## Activity
Find each line below where the word "Some" occurs, and copy it.

* * * * * * *

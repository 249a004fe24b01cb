//! Job orchestration.
//!
//! One generic flow serves every operation:
//!
//! 1. Fingerprint the declared cache fields and look the result up.
//! 2. On a miss (or when caching is bypassed) run the candidates in order;
//!    polled operations submit through the same fallback and then poll the
//!    accepting provider.
//! 3. Store successful results, build the outcome and fire the webhook.
//!
//! Cache failures degrade to a miss and never fail a job.

use std::sync::Arc;
use std::time::{Duration, Instant};

use serde_json::Value;
use tokio::task::JoinHandle;
use tokio_util::sync::CancellationToken;
use tracing::{info, warn, Instrument};
use vyral_cache::{fingerprint, CacheStore};
use vyral_models::{JobOutcome, JobRequest};

use crate::config::OrchestratorConfig;
use crate::descriptor::{CachePolicy, Execution, OperationDescriptor};
use crate::error::{OrchestratorResult, WebhookError};
use crate::fallback::FallbackExecutor;
use crate::logging::JobLogger;
use crate::metrics;
use crate::poller::{CompletionPoller, Sleeper, TokioSleeper};
use crate::webhook::WebhookDispatcher;

/// Outcome of one run, plus the pending webhook delivery if any.
#[derive(Debug)]
pub struct JobRun {
    pub outcome: JobOutcome,
    /// Background webhook task. Request handlers drop it; tests await it.
    pub delivery: Option<JoinHandle<()>>,
}

/// Runs jobs against a shared result cache.
#[derive(Clone)]
pub struct Orchestrator {
    cache: Arc<dyn CacheStore>,
    webhooks: WebhookDispatcher,
    poller: CompletionPoller,
}

impl Orchestrator {
    pub fn new(cache: Arc<dyn CacheStore>, config: &OrchestratorConfig) -> Result<Self, WebhookError> {
        Self::with_sleeper(cache, config, Arc::new(TokioSleeper))
    }

    /// Build with a custom poll delay source.
    pub fn with_sleeper(
        cache: Arc<dyn CacheStore>,
        config: &OrchestratorConfig,
        sleeper: Arc<dyn Sleeper>,
    ) -> Result<Self, WebhookError> {
        Ok(Self {
            cache,
            webhooks: WebhookDispatcher::new(config.webhook_timeout)?,
            poller: CompletionPoller::new(config.poll_interval, config.max_poll_ticks, sleeper),
        })
    }

    pub fn cache(&self) -> &Arc<dyn CacheStore> {
        &self.cache
    }

    /// Run one job to a terminal outcome.
    ///
    /// Never fails: provider and polling errors become a `failed` outcome.
    pub async fn run(
        &self,
        request: &JobRequest,
        descriptor: &OperationDescriptor,
        cancel: CancellationToken,
    ) -> JobRun {
        let logger = JobLogger::for_request(request, descriptor.name);
        let span = logger.create_span();
        self.run_inner(request, descriptor, cancel, logger)
            .instrument(span)
            .await
    }

    async fn run_inner(
        &self,
        request: &JobRequest,
        descriptor: &OperationDescriptor,
        cancel: CancellationToken,
        logger: JobLogger,
    ) -> JobRun {
        let started = Instant::now();
        logger.log_start(&format!(
            "candidates {:?}",
            descriptor.execution.candidate_ids()
        ));

        let cache_slot = match descriptor.cache {
            CachePolicy::Cached { ttl } => {
                let params = request.cache_params(&descriptor.cache_fields);
                Some((
                    fingerprint(descriptor.name, descriptor.sub_operation, &params),
                    ttl,
                ))
            }
            CachePolicy::Bypass => None,
        };

        if let Some((key, _)) = &cache_slot {
            if let Some(cached) = self.lookup(key, &logger).await {
                let outcome = JobOutcome::completed(request.job_id.clone(), cached);
                return self.finish(request, outcome, true, started, &logger);
            }
        }

        let outcome = match self.execute(request, descriptor, &cancel, &logger).await {
            Ok(result) => {
                if let Some((key, ttl)) = &cache_slot {
                    self.store(key, &result, *ttl, &logger).await;
                }
                JobOutcome::completed(request.job_id.clone(), result)
            }
            Err(e) => {
                logger.log_error(&e.to_string());
                JobOutcome::failed(request.job_id.clone(), e.to_string())
            }
        };

        self.finish(request, outcome, false, started, &logger)
    }

    async fn execute(
        &self,
        request: &JobRequest,
        descriptor: &OperationDescriptor,
        cancel: &CancellationToken,
        logger: &JobLogger,
    ) -> OrchestratorResult<Value> {
        let executor = FallbackExecutor::new(logger);

        match &descriptor.execution {
            Execution::Direct(candidates) => {
                let winner = executor
                    .execute(candidates, move |c| async move { c.invoke(request).await })
                    .await?;
                Ok(winner.value)
            }
            Execution::Polled(candidates) => {
                let submitted = executor
                    .execute(candidates, move |c| async move {
                        c.submit(request).await.map(|handle| (c, handle))
                    })
                    .await?;
                let (provider, handle) = submitted.value;
                logger.log_progress(&format!(
                    "{} accepted job {}, polling",
                    handle.provider, handle.id
                ));

                self.poller
                    .poll(provider.as_ref(), &handle, cancel, logger)
                    .await?
                    .into_result()
            }
        }
    }

    async fn lookup(&self, key: &str, logger: &JobLogger) -> Option<Value> {
        match self.cache.get(key).await {
            Ok(Some(value)) => {
                metrics::record_cache_lookup(logger.operation(), "hit");
                info!(key = %key, backend = self.cache.name(), "Cache hit");
                Some(value)
            }
            Ok(None) => {
                metrics::record_cache_lookup(logger.operation(), "miss");
                info!(key = %key, backend = self.cache.name(), "Cache miss");
                None
            }
            Err(e) => {
                metrics::record_cache_lookup(logger.operation(), "error");
                warn!(key = %key, error = %e, "Cache unavailable, treating as miss");
                None
            }
        }
    }

    async fn store(&self, key: &str, value: &Value, ttl: Duration, logger: &JobLogger) {
        match self.cache.put(key, value, ttl).await {
            Ok(()) => metrics::record_cache_write(logger.operation(), "ok"),
            Err(e) => {
                metrics::record_cache_write(logger.operation(), "error");
                warn!(key = %key, error = %e, "Failed to store result in cache");
            }
        }
    }

    fn finish(
        &self,
        request: &JobRequest,
        outcome: JobOutcome,
        cached: bool,
        started: Instant,
        logger: &JobLogger,
    ) -> JobRun {
        metrics::record_job(
            logger.operation(),
            outcome.status.as_str(),
            cached,
            started.elapsed().as_secs_f64(),
        );
        if outcome.is_completed() {
            logger.log_completion(if cached { "served from cache" } else { "provider result" });
        }

        let delivery = self
            .webhooks
            .notify(request.webhook_url.as_deref(), &outcome, logger);
        JobRun { outcome, delivery }
    }
}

* * * * * * *

## Result of this task
                Some((
        if let Some((key, _)) = &cache_slot {
            if let Some(cached) = self.lookup(key, &logger).await {
                if let Some((key, ttl)) = &cache_slot {
            Ok(Some(value)) => {
                Some(value)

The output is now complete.